Table 4.

Illustrative quotations of patient perspectives on symptom prioritization reasoning

Reason and Quotationsa
Frequency
 “Because it’s something that happens on a regular basis.” (Carrboro participant)
 “My doctor asked me all the time, when is it the time when you feel more light-headed than others? I don’t know, because it just comes. I can leave the room and all of a sudden feel light-headed. I get home, feel fine, and feel bad at the Kidney Center. It comes and goes. Like, you don’t throw up every day, but you do throw up. Just like I don’t feel light-headed every day, but it does come, you know what I’m saying? So like these symptoms come and they go.” (Seattle participant)
Duration
 “[Symptoms last] until you come back to dialysis.” (Carrboro participant)
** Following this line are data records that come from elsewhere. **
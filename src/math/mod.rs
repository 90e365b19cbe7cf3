//! Layer 2: Math
//!
//! # Purpose
//!
//! This layer provides the pure numerical building blocks used by the
//! estimators:
//! - Order statistics (median)
//! - Moments (sum, mean, squared deviations) with SIMD kernels
//! - Robust-bounded histograms
//!
//! These are reusable building blocks with no estimator-specific logic.
//!
//! # Architecture
//!
//! ```text
//! Layer 5: API
//!   ↓
//! Layer 4: Engine
//!   ↓
//! Layer 3: Algorithms
//!   ↓
//! Layer 2: Math ← You are here
//!   ↓
//! Layer 1: Primitives
//! ```

/// Median computation via selection.
pub mod median;

/// Sums, means, and squared deviations.
pub mod moments;

/// Histograms with percentile-truncated bounds.
pub mod histogram;
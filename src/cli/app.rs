use crate::agent::{AgentFactory, SearchOutcome, SearchRequest, TravelAgent};
use crate::cli::theme::Theme;
use crate::email;
use crate::search::{FormField, SearchForm, SessionState};
use crate::status::CredentialStatus;
use crate::trace::SessionTrace;
use crossterm::event::{KeyCode, KeyEvent, KeyEventKind, KeyModifiers};
use std::path::PathBuf;
use time::OffsetDateTime;

pub(crate) const SEARCHING_MESSAGE: &str = "🔍 Searching for the best travel options...";
pub(crate) const CONNECTIVITY_HINT: &str = "Please check your API keys and internet connection";

#[derive(Debug, Clone, Copy, PartialEq, Eq)]
pub enum Focus {
    Field(FormField),
    SearchButton,
}

#[derive(Debug, Clone, Copy, PartialEq, Eq)]
pub enum NoticeKind {
    Error,
    Info,
    Success,
}

#[derive(Debug, Clone, PartialEq, Eq)]
pub struct Notice {
    pub kind: NoticeKind,
    pub text: String,
}

impl Notice {
    fn new(kind: NoticeKind, text: impl Into<String>) -> Self {
        Self {
            kind,
            text: text.into(),
        }
    }
}

/// What the event loop must do after a key press.
#[derive(Debug, Clone, PartialEq, Eq)]
pub enum Action {
    None,
    Quit,
    Search(SearchRequest),
}

pub struct AppState<F> {
    pub form: SearchForm,
    pub session: SessionState,
    pub credentials: CredentialStatus,
    pub theme: Theme,
    pub focus: Focus,
    pub notices: Vec<Notice>,
    pub busy: bool,
    pub show_email_preview: bool,
    pub result_scroll: u16,
    pub download_dir: PathBuf,
    pub trace: Option<SessionTrace>,
    agents: F,
}

impl<F: AgentFactory> AppState<F> {
    pub fn new(
        agents: F,
        form: SearchForm,
        credentials: CredentialStatus,
        theme: Theme,
        download_dir: PathBuf,
    ) -> Self {
        Self {
            form,
            session: SessionState::new(),
            credentials,
            theme,
            focus: Focus::Field(FormField::Query),
            notices: Vec::new(),
            busy: false,
            show_email_preview: false,
            result_scroll: 0,
            download_dir,
            trace: None,
            agents,
        }
    }

    pub fn with_trace(mut self, trace: SessionTrace) -> Self {
        self.trace = Some(trace);
        self
    }

    pub fn handle_key(&mut self, key: KeyEvent) -> Action {
        if key.kind == KeyEventKind::Release {
            return Action::None;
        }

        let ctrl = key.modifiers.contains(KeyModifiers::CONTROL);
        match key.code {
            KeyCode::Esc => return Action::Quit,
            KeyCode::Char('c') if ctrl => return Action::Quit,
            KeyCode::Char('e') if ctrl => self.toggle_email(),
            KeyCode::Char('d') if ctrl => self.download_email(),
            KeyCode::Char('p') if ctrl => self.show_email_preview = !self.show_email_preview,
            KeyCode::Char('j') if ctrl => self.insert_newline(),
            KeyCode::Tab => self.move_focus(1),
            KeyCode::BackTab => self.move_focus(-1),
            KeyCode::F(n @ 1..=4) => self.load_example(usize::from(n - 1)),
            KeyCode::PageDown => self.result_scroll = self.result_scroll.saturating_add(5),
            KeyCode::PageUp => self.result_scroll = self.result_scroll.saturating_sub(5),
            KeyCode::Enter => return self.begin_search(),
            KeyCode::Backspace => {
                if let Some(text) = self.focused_text_mut() {
                    text.pop();
                }
            }
            KeyCode::Char(' ') if !self.focus_is_text() => return self.activate_focused(),
            KeyCode::Char(ch) if !ctrl => {
                if let Some(text) = self.focused_text_mut() {
                    text.push(ch);
                }
            }
            _ => {}
        }

        Action::None
    }

    /// Validates the form and, when it passes, records the query and marks
    /// the app busy. The caller then awaits [`AppState::run_search`].
    pub fn begin_search(&mut self) -> Action {
        if self.busy {
            return Action::None;
        }

        self.notices.clear();
        match self.form.validate() {
            Ok(request) => {
                self.session.record_query(&request.query);
                if let Some(trace) = &self.trace {
                    trace.log_query(&request.query);
                }
                self.busy = true;
                Action::Search(request)
            }
            Err(err) => {
                if let Some(trace) = &self.trace {
                    trace.log_validation_error(&err.to_string());
                }
                self.notices.push(Notice::new(NoticeKind::Error, err.to_string()));
                Action::None
            }
        }
    }

    /// The agent is built per search so it sees the current email toggle.
    pub async fn run_search(&mut self, request: SearchRequest) {
        let agent = self.agents.create(self.form.email_enabled());
        let result = agent.search_travel(request).await;
        self.busy = false;

        match result {
            Ok(outcome) => self.store_outcome(outcome),
            Err(err) => {
                let message = format!("An error occurred during search: {err}");
                if let Some(trace) = &self.trace {
                    trace.log_search_error(&message);
                }
                self.notices.push(Notice::new(NoticeKind::Error, message));
                self.notices
                    .push(Notice::new(NoticeKind::Error, CONNECTIVITY_HINT));
            }
        }
    }

    fn store_outcome(&mut self, outcome: SearchOutcome) {
        if let Some(trace) = &self.trace {
            trace.log_result(
                &outcome.response,
                outcome.email_html().is_some(),
                outcome.email_was_sent(),
            );
        }
        self.session.store_result(outcome);
        self.result_scroll = 0;
        self.show_email_preview = false;
    }

    fn toggle_email(&mut self) {
        self.form.set_email_enabled(!self.form.email_enabled());
        if let Focus::Field(field) = self.focus
            && !self.form.visible_fields().contains(&field)
        {
            self.focus = Focus::Field(FormField::EnableEmail);
        }
    }

    fn activate_focused(&mut self) -> Action {
        match self.focus {
            Focus::Field(FormField::EnableEmail) => self.toggle_email(),
            Focus::Field(FormField::SearchFlights) => {
                self.form.search_flights = !self.form.search_flights;
            }
            Focus::Field(FormField::SearchHotels) => {
                self.form.search_hotels = !self.form.search_hotels;
            }
            Focus::Field(FormField::SendEmail) => {
                let send = !self.form.send_email();
                self.form.set_send_email(send);
            }
            Focus::SearchButton => return self.begin_search(),
            Focus::Field(FormField::Query | FormField::Recipient) => {}
        }
        Action::None
    }

    fn focus_order(&self) -> Vec<Focus> {
        self.form
            .visible_fields()
            .into_iter()
            .map(Focus::Field)
            .chain(std::iter::once(Focus::SearchButton))
            .collect()
    }

    fn move_focus(&mut self, step: isize) {
        let order = self.focus_order();
        let current = order
            .iter()
            .position(|focus| *focus == self.focus)
            .unwrap_or(0);
        let next = (current as isize + step).rem_euclid(order.len() as isize) as usize;
        self.focus = order[next];
    }

    fn focus_is_text(&self) -> bool {
        matches!(
            self.focus,
            Focus::Field(FormField::Query | FormField::Recipient)
        )
    }

    fn focused_text_mut(&mut self) -> Option<&mut String> {
        match self.focus {
            Focus::Field(FormField::Query) => Some(&mut self.form.query),
            Focus::Field(FormField::Recipient) => Some(&mut self.form.recipient_email),
            _ => None,
        }
    }

    fn insert_newline(&mut self) {
        if self.focus == Focus::Field(FormField::Query) {
            self.form.query.push('\n');
        }
    }

    fn load_example(&mut self, index: usize) {
        if self.form.apply_example(index) {
            self.focus = Focus::Field(FormField::Query);
        }
    }

    fn download_email(&mut self) {
        let Some(html) = self
            .session
            .last_result()
            .and_then(SearchOutcome::email_html)
        else {
            self.notices.push(Notice::new(
                NoticeKind::Info,
                "No email content to download yet",
            ));
            return;
        };

        match email::save_email_html(&self.download_dir, html, OffsetDateTime::now_utc()) {
            Ok(path) => {
                let message = format!("💾 Email HTML saved to {}", path.display());
                if let Some(trace) = &self.trace {
                    trace.log_download(&path);
                }
                self.notices.push(Notice::new(NoticeKind::Success, message));
            }
            Err(err) => self
                .notices
                .push(Notice::new(NoticeKind::Error, err.to_string())),
        }
    }
}
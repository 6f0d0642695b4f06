pub mod client;
pub mod debug;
 “Like I said, it varies, but it could last a couple of hours, or it can last the whole day, I have noticed. But that for me, it depends on how much they take off and how my run goes that day.” (Tucson participant)
Unpredictability
 “I come to find I don’t make plans, because I don’t know how I’m gonna feel.” (participant in Seattle)
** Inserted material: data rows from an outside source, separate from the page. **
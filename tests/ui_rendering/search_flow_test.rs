use anyhow::Result;
use crossterm::event::KeyCode;
use travel_assistant::agent::SearchOutcome;
use travel_assistant::cli::NoticeKind;
use travel_assistant::search::EXAMPLE_SEARCHES;

use crate::common::{
    new_harness, press, press_ctrl, results_text, search_text, sidebar_text, submit_query,
};

#[tokio::test]
async fn empty_query_is_rejected_without_calling_the_agent() -> Result<()> {
    let mut harness = new_harness()?;

    press(&mut harness, KeyCode::Enter).await?;

    assert!(search_text(&harness).contains("Please enter your travel requirements"));
    assert!(harness.agents.calls().is_empty());
    assert!(harness.app.session.history().is_empty());
    Ok(())
}

#[tokio::test]
async fn unchecking_both_options_is_rejected() -> Result<()> {
    let mut harness = new_harness()?;
    crate::common::type_text(&mut harness, "Lisbon in May").await?;

    press(&mut harness, KeyCode::Tab).await?;
    press(&mut harness, KeyCode::Char(' ')).await?;
    press(&mut harness, KeyCode::Tab).await?;
    press(&mut harness, KeyCode::Char(' ')).await?;
    assert!(!harness.app.form.search_flights);
    assert!(!harness.app.form.search_hotels);

    press(&mut harness, KeyCode::Enter).await?;

    assert!(search_text(&harness).contains("Please select at least one search option"));
    assert!(harness.agents.calls().is_empty());
    Ok(())
}

#[tokio::test]
async fn successful_search_renders_markdown_and_records_history() -> Result<()> {
    let mut harness = new_harness()?;
    harness.agents.push_reply(Ok(SearchOutcome::text(
        "## Flights\n\n- AF 007 departs 10:00\n- BA 304 departs 13:15",
    )));

    submit_query(&mut harness, "Paris trip").await?;

    let calls = harness.agents.calls();
    assert_eq!(calls.len(), 1);
    assert!(!calls[0].enable_email);
    assert_eq!(calls[0].request.query, "Paris trip");
    assert!(!calls[0].request.send_email);
    assert_eq!(calls[0].request.recipient_email, None);

    let results = results_text(&harness);
    assert!(results.contains("Flights"));
    assert!(results.contains("AF 007 departs 10:00"));
    assert!(results.contains("BA 304 departs 13:15"));
    assert!(!results.contains("##"));

    let sidebar = sidebar_text(&harness);
    assert!(sidebar.contains("Recent Searches"));
    assert!(sidebar.contains("Search 1"));
    assert!(sidebar.contains("Paris trip"));
    assert!(!harness.app.busy);
    Ok(())
}

#[tokio::test]
async fn failed_search_reports_error_and_keeps_previous_result() -> Result<()> {
    let mut harness = new_harness()?;
    harness
        .agents
        .push_reply(Ok(SearchOutcome::text("Hotel Miramar has rooms")));

    submit_query(&mut harness, "Rome").await?;
    submit_query(&mut harness, " again").await?;

    let notices: Vec<_> = harness
        .app
        .notices
        .iter()
        .map(|notice| (notice.kind, notice.text.as_str()))
        .collect();
    assert_eq!(
        notices,
        vec![
            (
                NoticeKind::Error,
                "An error occurred during search: travel agent transport error: no scripted reply"
            ),
            (
                NoticeKind::Error,
                "Please check your API keys and internet connection"
            ),
        ]
    );
    assert!(search_text(&harness).contains("An error occurred during search"));
    assert!(results_text(&harness).contains("Hotel Miramar has rooms"));
    assert_eq!(harness.app.session.history(), ["Rome", "Rome again"]);

    let sidebar = sidebar_text(&harness);
    assert!(sidebar.contains("Search 2"));
    assert!(sidebar.contains("Search 1"));
    Ok(())
}

#[tokio::test]
async fn recent_searches_keep_only_the_last_five() -> Result<()> {
    let mut harness = new_harness()?;
    for n in 1..=6 {
        harness
            .agents
            .push_reply(Ok(SearchOutcome::text(format!("result {n}"))));
        harness.app.form.query.clear();
        submit_query(&mut harness, &format!("trip {n}")).await?;
    }

    let sidebar = sidebar_text(&harness);
    assert!(sidebar.contains("Search 6"));
    assert!(sidebar.contains("Search 2"));
    assert!(!sidebar.contains("Search 1"));
    assert!(results_text(&harness).contains("result 6"));
    Ok(())
}

#[tokio::test]
async fn function_keys_load_examples_and_ctrl_c_quits() -> Result<()> {
    let mut harness = new_harness()?;

    press(&mut harness, KeyCode::F(3)).await?;
    assert_eq!(harness.app.form.query, EXAMPLE_SEARCHES[2]);
    assert!(search_text(&harness).contains("Find 4-star hotels in Barcelona"));

    press(&mut harness, KeyCode::F(1)).await?;
    assert_eq!(harness.app.form.query, EXAMPLE_SEARCHES[0]);

    assert!(press_ctrl(&mut harness, 'c').await?);
    Ok(())
}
 “I can’t keep plans with my mom, I can’t keep plans with nobody … That is true, I don’t want to be around anybody; I don’t want to be out.” (Tucson participant)
Social effect
 “Isolation, I was always a very social person. And because of the weakness and all of the physical symptoms, I can’t get out, you know. And then I had to retire, so I am home. And I have very little contact with the outside world and so it is—it is depressing, that’s where my depression comes from.” (Tucson participant)
 “I don’t want to do anything. I don’t want to eat. I don’t want to sleep. Just leave me alone.” (Carrboro participant)
Financial effect
 “Were these symptoms not issues, I’d have an opportunity to make money to take care of myself.” (Seattle participant)
 “I would go back to work. First thing I would do, back to school and work.” (Tucson participant)
  • a Quotations are from focus group participants.